The jihadi elements, the fundamentalists among the Muslims in this country, would be more than happy to use our own freedoms (as they did in Europe) to change the face of this country, change the face of our politics and none of it will be good. The evidence lies across the Atlantic. I hope and pray that the Muslim community center, mosque included, will be a step forward for the American Muslim world to join the 21st century. This is why, I am convinced, that most Muslims even came to this country - for the same reasons that all our forebears came here - to get away from the centuries old hatreds, prejudices and intolerance that they felt and got in their own lands and to just live their lives in peace.

I am reminded of a small incident in an Arab-owned pizza place right here in San Diego, where the owner for some reason knew that my lunch companion and I were Jewish - I think we asked for pizza without pepperoni. He began conversation about what trash there is running the country from which he and his family fled, Iran, as I recall, how he was able to start his own business here, and was trying to live out, as we all are, the American dream, whatever that is in 2010. One thing is for certain: we can never give up trying to make the American experiment more perfect, and if it takes a little pain in granting a people whom we (and that includes American Jews) do not know at all, then that is the price we must pay for living in the greatest country on earth.

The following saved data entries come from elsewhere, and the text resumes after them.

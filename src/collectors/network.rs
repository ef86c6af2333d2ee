// Network interface collector

use crate::error::{MonitorError, Result};
use crate::models::{Domain, Interface, NetworkSnapshot, now_millis};
use crate::reader::{HostReader, IoCounters, RawInterface};
use std::collections::HashMap;
use std::net::IpAddr;

pub async fn collect(host: &dyn HostReader) -> Result<NetworkSnapshot> {
    let interfaces = host.interfaces().await;
    let counters = host.io_counters().await;

    let (interfaces, counters) = match (interfaces, counters) {
        (Ok(i), Ok(c)) => (i, c),
        (Ok(i), Err(e)) => {
            tracing::debug!(error = %e, field = "io_counters", "interface counters unavailable");
            (i, Vec::new())
        }
        (Err(e), Ok(c)) => {
            tracing::debug!(error = %e, field = "interfaces", "listing interfaces from counters");
            let names = c
                .iter()
                .map(|c| RawInterface {
                    name: c.name.clone(),
                    addrs: Vec::new(),
                })
                .collect();
            (names, c)
        }
        (Err(e), Err(_)) => return Err(MonitorError::unavailable(Domain::Network, e)),
    };

    Ok(NetworkSnapshot {
        interfaces: merge(interfaces, counters),
        timestamp: now_millis(),
    })
}

/// Join interfaces with their counters by name, skipping loopback.
/// Interfaces without counters carry zeros.
pub fn merge(interfaces: Vec<RawInterface>, counters: Vec<IoCounters>) -> Vec<Interface> {
    let mut by_name: HashMap<String, IoCounters> = HashMap::with_capacity(counters.len());
    for c in counters {
        by_name.entry(c.name.clone()).or_insert(c);
    }

    interfaces
        .into_iter()
        .filter(|i| !is_loopback(i))
        .map(|i| {
            let c = by_name.get(&i.name).cloned().unwrap_or_default();
            Interface {
                name: i.name,
                addrs: i.addrs,
                bytes_sent: c.bytes_sent,
                bytes_recv: c.bytes_recv,
                packets_sent: c.packets_sent,
                packets_recv: c.packets_recv,
            }
        })
        .collect()
}

fn is_loopback(iface: &RawInterface) -> bool {
    if iface.name == "lo" {
        return true;
    }
    !iface.addrs.is_empty()
        && iface.addrs.iter().all(|a| {
            let ip = a.split('/').next().unwrap_or(a);
            ip.parse::<IpAddr>().is_ok_and(|ip| ip.is_loopback())
        })
}
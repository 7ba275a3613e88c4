/// Command-line arguments
use automaster_engine::{GenrePreset, DEFAULT_BLOCK_SIZE};
use clap::{Args, Parser, Subcommand};
use std::path::PathBuf;

#[derive(Debug, Parser)]
#[command(name = "automaster")]
#[command(about = "Loudness analysis and automatic mastering of WAV files", long_about = None)]
pub struct Cli {
    #[command(subcommand)]
    pub command: Commands,
}

#[derive(Debug, Subcommand)]
pub enum Commands {
    /// Measure loudness, peaks and material type of a WAV file
    Analyze(AnalyzeArgs),
    /// Master a WAV file and write the result as 32-bit float WAV
    Master(MasterArgs),
    /// List the genre presets
    Presets,
    /// Print the effective configuration as JSON
    Config {
        /// Configuration file path (TOML)
        #[arg(short, long, env = "AUTOMASTER_CONFIG")]
        config: Option<PathBuf>,
        /// Genre preset applied on top of the file
        #[arg(short, long)]
        preset: Option<GenrePreset>,
    },
}

#[derive(Debug, Clone, Args)]
pub struct AnalyzeArgs {
    /// WAV file to analyze
    pub input: PathBuf,
    /// Print the report as JSON
    #[arg(long)]
    pub json: bool,
}

#[derive(Debug, Clone, Args)]
pub struct MasterArgs {
    /// Source WAV file
    pub input: PathBuf,
    /// Destination WAV file
    pub output: PathBuf,
    /// Configuration file path (TOML)
    #[arg(short, long, env = "AUTOMASTER_CONFIG")]
    pub config: Option<PathBuf>,
    /// Genre preset (replaces the band layout and target of the file)
    #[arg(short, long)]
    pub preset: Option<GenrePreset>,
    /// Target integrated loudness in LUFS
    #[arg(long, allow_negative_numbers = true)]
    pub target: Option<f64>,
    /// True-peak ceiling in dBTP
    #[arg(long, allow_negative_numbers = true)]
    pub ceiling: Option<f64>,
    /// Converge the trim while rendering instead of measuring first
    #[arg(long)]
    pub single_pass: bool,
    /// Frames per processing block
    #[arg(long, default_value_t = DEFAULT_BLOCK_SIZE)]
    pub block_size: usize,
}

impl MasterArgs {
    /// Arguments with every option at its default
    pub fn new(input: impl Into<PathBuf>, output: impl Into<PathBuf>) -> Self {
        Self {
            input: input.into(),
            output: output.into(),
            config: None,
            preset: None,
            target: None,
            ceiling: None,
            single_pass: false,
            block_size: DEFAULT_BLOCK_SIZE,
        }
    }
}
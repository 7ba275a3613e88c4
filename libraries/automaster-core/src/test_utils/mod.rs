//! Test utilities for mastering DSP tests
//!
//! Provides deterministic test signals and simple measurements shared by the
//! unit, integration and property tests of the Automaster crates.

pub mod analysis;
pub mod signals;

pub use analysis::*;
pub use signals::*;
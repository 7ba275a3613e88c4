/// Audio-related types
use serde::{Deserialize, Serialize};

/// Sample rate in Hz
#[derive(Debug, Clone, Copy, PartialEq, Eq, Hash, Serialize, Deserialize)]
pub struct SampleRate(pub u32);

impl SampleRate {
    /// Common sample rates
    pub const CD_QUALITY: Self = Self(44_100);
    pub const DVD_QUALITY: Self = Self(48_000);
    pub const HIGH_RES_96: Self = Self(96_000);
    pub const HIGH_RES_192: Self = Self(192_000);

    /// Create a new sample rate
    #[must_use]
    pub fn new(hz: u32) -> Self {
        Self(hz)
    }

    /// Get the sample rate as Hz
    pub fn as_hz(&self) -> u32 {
        self.0
    }

    /// Nyquist frequency in Hz
    pub fn nyquist(&self) -> f64 {
        f64::from(self.0) / 2.0
    }

    /// Number of whole frames covering `secs` seconds (rounded to nearest)
    pub fn frames_for(&self, secs: f64) -> usize {
        (f64::from(self.0) * secs).round() as usize
    }
}

/// Audio format information
#[derive(Debug, Clone, Copy, PartialEq, Eq, Serialize, Deserialize)]
pub struct AudioFormat {
    /// Sample rate
    pub sample_rate: SampleRate,

    /// Number of channels (1 = mono, 2 = stereo, 6 = 5.1)
    pub channels: u16,

    /// Bits per sample of the source material (informational)
    pub bits_per_sample: u16,
}

impl AudioFormat {
    /// Create a new audio format
    pub fn new(sample_rate: SampleRate, channels: u16, bits_per_sample: u16) -> Self {
        Self {
            sample_rate,
            channels,
            bits_per_sample,
        }
    }

    /// 48 kHz stereo 32-bit float, the mastering working format
    pub fn studio() -> Self {
        Self {
            sample_rate: SampleRate::DVD_QUALITY,
            channels: 2,
            bits_per_sample: 32,
        }
    }

    /// Channel count as `usize`
    pub fn channel_count(&self) -> usize {
        usize::from(self.channels)
    }
}

/// Audio buffer holding f32 samples
///
/// Samples are nominally in [-1.0, 1.0].
/// Interleaved format: [L, R, L, R, ...] for stereo
#[derive(Debug, Clone, PartialEq)]
pub struct AudioBuffer {
    /// Audio samples (f32, interleaved)
    pub samples: Vec<f32>,

    /// Audio format information
    pub format: AudioFormat,
}

impl AudioBuffer {
    /// Create a new audio buffer
    pub fn new(samples: Vec<f32>, format: AudioFormat) -> Self {
        Self { samples, format }
    }

    /// Create an empty audio buffer with a given capacity
    pub fn with_capacity(capacity: usize, format: AudioFormat) -> Self {
        Self {
            samples: Vec::with_capacity(capacity),
            format,
        }
    }

    /// Build an interleaved buffer from per-channel slices of equal length
    ///
    /// Channels shorter than the first one are padded with silence.
    pub fn from_planar(channels: &[&[f32]], sample_rate: SampleRate) -> Self {
        let frames = channels.first().map_or(0, |c| c.len());
        let mut samples = Vec::with_capacity(frames * channels.len());
        for frame in 0..frames {
            for channel in channels {
                samples.push(channel.get(frame).copied().unwrap_or(0.0));
            }
        }
        Self {
            samples,
            format: AudioFormat::new(sample_rate, channels.len() as u16, 32),
        }
    }

    /// Split the interleaved samples into one vector per channel
    pub fn to_planar(&self) -> Vec<Vec<f32>> {
        let channels = self.format.channel_count().max(1);
        let mut planar = vec![Vec::with_capacity(self.frames()); channels];
        for frame in self.samples.chunks_exact(channels) {
            for (channel, &sample) in planar.iter_mut().zip(frame) {
                channel.push(sample);
            }
        }
        planar
    }

    /// Get the number of frames (samples per channel)
    pub fn frames(&self) -> usize {
        match self.format.channels {
            0 => 0,
            channels => self.samples.len() / usize::from(channels),
        }
    }

    /// Get the duration in seconds
    pub fn duration_secs(&self) -> f64 {
        self.frames() as f64 / f64::from(self.format.sample_rate.as_hz())
    }

    /// Check if the buffer is empty
    pub fn is_empty(&self) -> bool {
        self.samples.is_empty()
    }

    /// Get the length in samples
    pub fn len(&self) -> usize {
        self.samples.len()
    }
}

This is not to say that the American-Muslim community should not do more to tell the world, to tell America, that they denounce the violence carried out in the name of Allah. That they denounce the denial of the Holocaust. That they do not wish to establish a country within a country, that the ummah is a dead concept, that there will never be another Caliphate here on these shores. When I start hearing Muslim leaders in the mainstream media say these things, and tell their followers that jihad has no applicability for 2010 America, I will feel a lot safer every time a building permit for a minaret is pulled, no matter where. I will know that they have about as much evil intent as a church or a synagogue, which is to say none. But the leaders have left us to guesswork about their intent, and American Muslim leaders are at fault for not framing themselves in the best light possible, a feat that I don't know can be achieved, at least in the shadow of the World Trade Center, at least not now. We will see what transpires.